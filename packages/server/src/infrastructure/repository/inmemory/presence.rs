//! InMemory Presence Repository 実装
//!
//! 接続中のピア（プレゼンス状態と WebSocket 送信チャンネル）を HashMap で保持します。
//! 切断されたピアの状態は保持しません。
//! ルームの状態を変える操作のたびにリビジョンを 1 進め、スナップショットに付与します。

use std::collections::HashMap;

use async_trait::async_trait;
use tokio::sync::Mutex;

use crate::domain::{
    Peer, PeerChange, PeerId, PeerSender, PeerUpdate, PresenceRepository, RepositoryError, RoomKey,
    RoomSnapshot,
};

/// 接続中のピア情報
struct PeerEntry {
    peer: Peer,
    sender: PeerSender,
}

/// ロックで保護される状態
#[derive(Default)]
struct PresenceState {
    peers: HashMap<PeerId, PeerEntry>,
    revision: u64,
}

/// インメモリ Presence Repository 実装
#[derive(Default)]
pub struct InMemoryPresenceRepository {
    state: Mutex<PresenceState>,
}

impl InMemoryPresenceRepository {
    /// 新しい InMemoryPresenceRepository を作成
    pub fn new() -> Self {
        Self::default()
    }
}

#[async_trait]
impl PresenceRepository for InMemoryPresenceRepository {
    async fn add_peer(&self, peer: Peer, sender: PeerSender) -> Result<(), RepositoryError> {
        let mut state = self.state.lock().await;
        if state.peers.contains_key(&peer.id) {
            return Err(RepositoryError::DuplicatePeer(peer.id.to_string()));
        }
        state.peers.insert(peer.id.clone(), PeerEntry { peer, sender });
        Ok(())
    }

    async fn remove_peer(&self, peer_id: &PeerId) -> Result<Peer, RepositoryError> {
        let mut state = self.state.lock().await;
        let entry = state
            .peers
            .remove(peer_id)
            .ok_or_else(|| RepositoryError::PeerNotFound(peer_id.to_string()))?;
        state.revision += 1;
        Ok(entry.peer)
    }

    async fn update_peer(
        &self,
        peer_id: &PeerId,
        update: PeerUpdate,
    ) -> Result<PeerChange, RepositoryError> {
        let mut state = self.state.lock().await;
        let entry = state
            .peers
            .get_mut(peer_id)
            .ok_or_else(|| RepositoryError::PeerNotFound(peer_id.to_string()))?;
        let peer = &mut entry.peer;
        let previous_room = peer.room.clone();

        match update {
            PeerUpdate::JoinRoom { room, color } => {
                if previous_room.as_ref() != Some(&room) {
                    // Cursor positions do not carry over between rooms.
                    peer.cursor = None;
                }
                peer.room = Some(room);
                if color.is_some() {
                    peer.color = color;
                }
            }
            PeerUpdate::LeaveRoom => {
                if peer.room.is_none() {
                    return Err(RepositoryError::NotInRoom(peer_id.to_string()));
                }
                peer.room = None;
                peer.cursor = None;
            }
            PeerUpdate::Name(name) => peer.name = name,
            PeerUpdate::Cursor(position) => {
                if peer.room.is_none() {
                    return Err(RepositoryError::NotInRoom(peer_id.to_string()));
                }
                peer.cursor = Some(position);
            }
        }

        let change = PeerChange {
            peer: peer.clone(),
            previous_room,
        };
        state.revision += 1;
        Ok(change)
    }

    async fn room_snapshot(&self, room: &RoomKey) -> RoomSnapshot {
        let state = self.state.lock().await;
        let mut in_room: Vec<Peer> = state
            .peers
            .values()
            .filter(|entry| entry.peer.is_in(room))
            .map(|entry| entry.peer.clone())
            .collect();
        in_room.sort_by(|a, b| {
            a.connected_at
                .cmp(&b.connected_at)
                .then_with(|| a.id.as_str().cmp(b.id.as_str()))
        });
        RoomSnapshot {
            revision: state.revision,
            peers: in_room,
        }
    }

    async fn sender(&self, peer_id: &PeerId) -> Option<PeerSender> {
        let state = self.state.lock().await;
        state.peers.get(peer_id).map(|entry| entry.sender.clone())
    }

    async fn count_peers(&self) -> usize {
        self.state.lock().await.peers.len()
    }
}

============================================================

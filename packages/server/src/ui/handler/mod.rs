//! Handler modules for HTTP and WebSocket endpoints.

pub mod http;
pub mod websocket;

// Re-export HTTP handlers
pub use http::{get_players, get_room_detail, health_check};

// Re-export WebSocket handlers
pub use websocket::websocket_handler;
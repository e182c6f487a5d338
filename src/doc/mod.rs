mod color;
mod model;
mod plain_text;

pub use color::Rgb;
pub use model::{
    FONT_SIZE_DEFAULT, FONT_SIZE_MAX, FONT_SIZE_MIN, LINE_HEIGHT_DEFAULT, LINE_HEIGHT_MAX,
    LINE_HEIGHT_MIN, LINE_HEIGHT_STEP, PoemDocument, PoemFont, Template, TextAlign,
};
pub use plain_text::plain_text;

============================================================

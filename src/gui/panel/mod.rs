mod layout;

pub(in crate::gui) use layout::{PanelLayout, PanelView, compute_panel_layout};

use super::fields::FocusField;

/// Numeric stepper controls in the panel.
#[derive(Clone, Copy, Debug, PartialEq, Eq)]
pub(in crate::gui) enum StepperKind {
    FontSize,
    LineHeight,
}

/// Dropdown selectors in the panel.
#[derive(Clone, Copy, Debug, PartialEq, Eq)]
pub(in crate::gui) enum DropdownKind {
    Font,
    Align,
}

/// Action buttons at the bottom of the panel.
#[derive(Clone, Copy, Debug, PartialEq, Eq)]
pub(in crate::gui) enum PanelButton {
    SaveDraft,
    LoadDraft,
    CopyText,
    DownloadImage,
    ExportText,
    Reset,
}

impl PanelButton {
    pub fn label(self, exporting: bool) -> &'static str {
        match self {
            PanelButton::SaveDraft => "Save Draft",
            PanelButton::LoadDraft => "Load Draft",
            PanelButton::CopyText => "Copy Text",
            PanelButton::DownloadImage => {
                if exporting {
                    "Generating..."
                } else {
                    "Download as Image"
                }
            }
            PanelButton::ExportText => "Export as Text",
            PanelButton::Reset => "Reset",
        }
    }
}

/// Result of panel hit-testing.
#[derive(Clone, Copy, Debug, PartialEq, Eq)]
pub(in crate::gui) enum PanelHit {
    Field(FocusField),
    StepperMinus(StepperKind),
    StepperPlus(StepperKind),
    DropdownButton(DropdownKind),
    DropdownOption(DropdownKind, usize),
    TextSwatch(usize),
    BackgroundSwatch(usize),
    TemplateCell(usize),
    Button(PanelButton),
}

============================================================

What you give back must be the stretch above, starting at the line with "filename packages/server/src/ui/handler/mod.rs" and ending at the line with "repository e182c6f487a5d338", copied exactly.

_Result below:_
filename packages/server/src/ui/handler/mod.rs
//! Handler modules for HTTP and WebSocket endpoints.

pub mod http;
pub mod websocket;

// Re-export HTTP handlers
pub use http::{get_players, get_room_detail, health_check};

// Re-export WebSocket handlers
pub use websocket::websocket_handler;
repository e182c6f487a5d338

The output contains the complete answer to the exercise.